For identity teams, the programme question is not whether a vendor was assessed, but whether its privileges still match current business need. That is where vendor inventory, role ownership, and periodic validation become operational controls rather than administrative overhead.
For practitioners
- Centralise the vendor inventory Create one system of record for vendors, services, access scope, risk tier, and business owner so assessments and reviews operate from the same data set.
- Link assessments to lifecycle events Trigger reassessment when a vendor changes service scope, handles new data, or shows a security or compliance signal that changes its risk tier.
- Assign explicit stage owners Name accountable owners for onboarding, approval, monitoring, remediation, and offboarding so findings do not disappear between teams.
- Standardise risk scoring criteria Use the same scoring model across business units so high-risk vendors are prioritised consistently rather than by local preference.
- Test offboarding as a control Verify that access removal, record closure, and relationship termination happen together when a vendor leaves, not as separate cleanup tasks.
Key takeaways
- Third party risk management is a lifecycle control problem, not a one-time assessment exercise.
- The strongest programmes align vendor inventory, risk scoring, and offboarding so access does not outlive accountability.
- If vendor changes are not triggering reassessment, control drift is already undermining the programme.

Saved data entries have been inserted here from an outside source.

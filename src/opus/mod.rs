// OPUS format support (in OGG container)
//
// OPUS File Structure:
// - Identification header: "OpusHead" (8 bytes) alone on the first page
// - Comment header: "OpusTags" (8 bytes) followed by Vorbis-style comments
// - Audio data pages; granule positions count 48 kHz samples
//
// Reference:
// - https://wiki.xiph.org/OggOpus
// - RFC 7845: Ogg Encapsulation for the Opus Audio Codec

pub mod header;
pub mod tags;

pub use header::{closest_valid_sample_rate, ChannelLayout, OpusHeader};
pub use tags::{OpusTags, Picture};

pub const OPUS_HEAD: &[u8; 8] = b"OpusHead";
pub const OPUS_TAGS: &[u8; 8] = b"OpusTags";

/// Rates the Opus codec can run at
pub const SUPPORTED_SAMPLE_RATES: [u32; 5] = [8000, 12000, 16000, 24000, 48000];

/// Granule positions and pre-skip are always counted at 48 kHz
pub const GRANULE_RATE: u32 = 48000;

/// 120 ms at 48 kHz, the longest frame a packet can carry
pub const MAX_FRAME_SIZE: usize = 960 * 6;
//! Tagged elements and materialized tagged datasets.
//!
//! A [`Tagged`] value pairs an element with the [`Tag`] naming the source
//! elements that contributed to it. A [`TaggedDataset`] mirrors the
//! partition structure of the dataset it was derived from, so its elements
//! correspond positionally to the untagged evaluation.

use crate::dataset::{DatasetId, Engine, Value};
use crate::error::Result;
use crate::tag::{encode_id, Tag};

/// An element together with its lineage tag.
#[derive(Clone, Debug, PartialEq, Eq)]
pub struct Tagged {
    pub elem: Value,
    pub tag: Tag,
}

/// A dataset whose elements carry lineage tags.
///
/// Materialized eagerly on the driver, one vector per partition of the
/// origin dataset.
#[derive(Clone, Debug, PartialEq, Eq)]
pub struct TaggedDataset {
    /// The dataset these elements correspond to.
    pub origin: DatasetId,
    pub partitions: Vec<Vec<Tagged>>,
}

impl TaggedDataset {
    /// Iterates all tagged elements in partition order.
    pub fn iter(&self) -> impl Iterator<Item = &Tagged> {
        self.partitions.iter().flat_map(|p| p.iter())
    }

    /// Total number of elements.
    pub fn len(&self) -> usize {
        self.partitions.iter().map(Vec::len).sum()
    }

    /// True if there are no elements.
    pub fn is_empty(&self) -> bool {
        self.partitions.iter().all(Vec::is_empty)
    }

    /// Collects the elements matching `pred`, in partition order.
    pub fn elements_where(&self, pred: impl Fn(&Tagged) -> bool) -> Vec<Value> {
        self.iter()
            .filter(|t| pred(t))
            .map(|t| t.elem.clone())
            .collect()
    }

    /// Reduces the tags of elements matching `pred` into a single tag.
    ///
    /// This is the broadcast value of a backward trace: a blocking barrier
    /// over all partitions, returned as an immutable snapshot.
    pub fn fold_tags(&self, pred: impl Fn(&Tagged) -> bool) -> Tag {
        let mut acc = Tag::empty();
        for t in self.iter() {
            if pred(t) {
                acc.union_with(&t.tag);
            }
        }
        acc
    }
}

/// Tags every element of `dataset` with a distinct singleton tag.
///
/// The i-th element of partition p receives `{encode(p, i)}`. Because the
/// engine evaluates deterministically, re-running this over the same dataset
/// reproduces identical tags.
pub fn unique_tag(engine: &Engine, dataset: DatasetId) -> Result<TaggedDataset> {
    tag_with(engine, dataset, |_, id| Tag::singleton(id))
}

/// Tags elements satisfying `pred` with their singleton identity and all
/// others with the empty tag.
pub fn predicate_tag(
    engine: &Engine,
    dataset: DatasetId,
    pred: impl Fn(&Value) -> bool,
) -> Result<TaggedDataset> {
    tag_with(engine, dataset, |elem, id| {
        if pred(elem) {
            Tag::singleton(id)
        } else {
            Tag::empty()
        }
    })
}

/// Tags every element with the empty tag. Used for datasets outside the
/// traced sub-graph: nothing they carry derives from the source.
pub(crate) fn empty_tag(engine: &Engine, dataset: DatasetId) -> Result<TaggedDataset> {
    tag_with(engine, dataset, |_, _| Tag::empty())
}

fn tag_with(
    engine: &Engine,
    dataset: DatasetId,
    tag_of: impl Fn(&Value, u64) -> Tag,
) -> Result<TaggedDataset> {
    let partitions = engine.evaluate(dataset)?;
    let mut tagged = Vec::with_capacity(partitions.len());
    for (p, part) in partitions.iter().enumerate() {
        let mut out = Vec::with_capacity(part.len());
        for (i, elem) in part.iter().enumerate() {
            let id = encode_id(p, i)?;
            out.push(Tagged {
                elem: elem.clone(),
                tag: tag_of(elem, id),
            });
        }
        tagged.push(out);
    }
    Ok(TaggedDataset {
        origin: dataset,
        partitions: tagged,
    })
}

Standards & Framework Alignment
This section maps relevant standards and security frameworks to the operational risks and controls described in this guidance.
OWASP Non-Human Identity Top 10 address the attack and risk surface, while NIST CSF 2.0 and NIST CSF 2.0 set the governance and control requirements practitioners need to meet.
| Framework | Control / Reference | Relevance |
|---|---|---|
| NIST CSF 2.0 | ID.SC-1 | Vendor identity and supply-chain roles are central to the programme design described here. |
| NIST CSF 2.0 | PR.AC-4 | The article depends on access scope, review, and removal across vendor relationships. |
| OWASP Non-Human Identity Top 10 | NHI-07 | Third-party credentials and lifecycle control are core non-human identity governance issues. |
Apply NHI-07-style lifecycle discipline so third-party credentials are revoked when risk changes.
Key terms
- Third Party Risk Management: Third party risk management is the process of identifying, assessing, and controlling exposure created by external vendors, partners, and service providers. In practice, it combines security, legal, procurement, and compliance into one lifecycle model so third-party access, obligations, and accountability remain current as relationships change.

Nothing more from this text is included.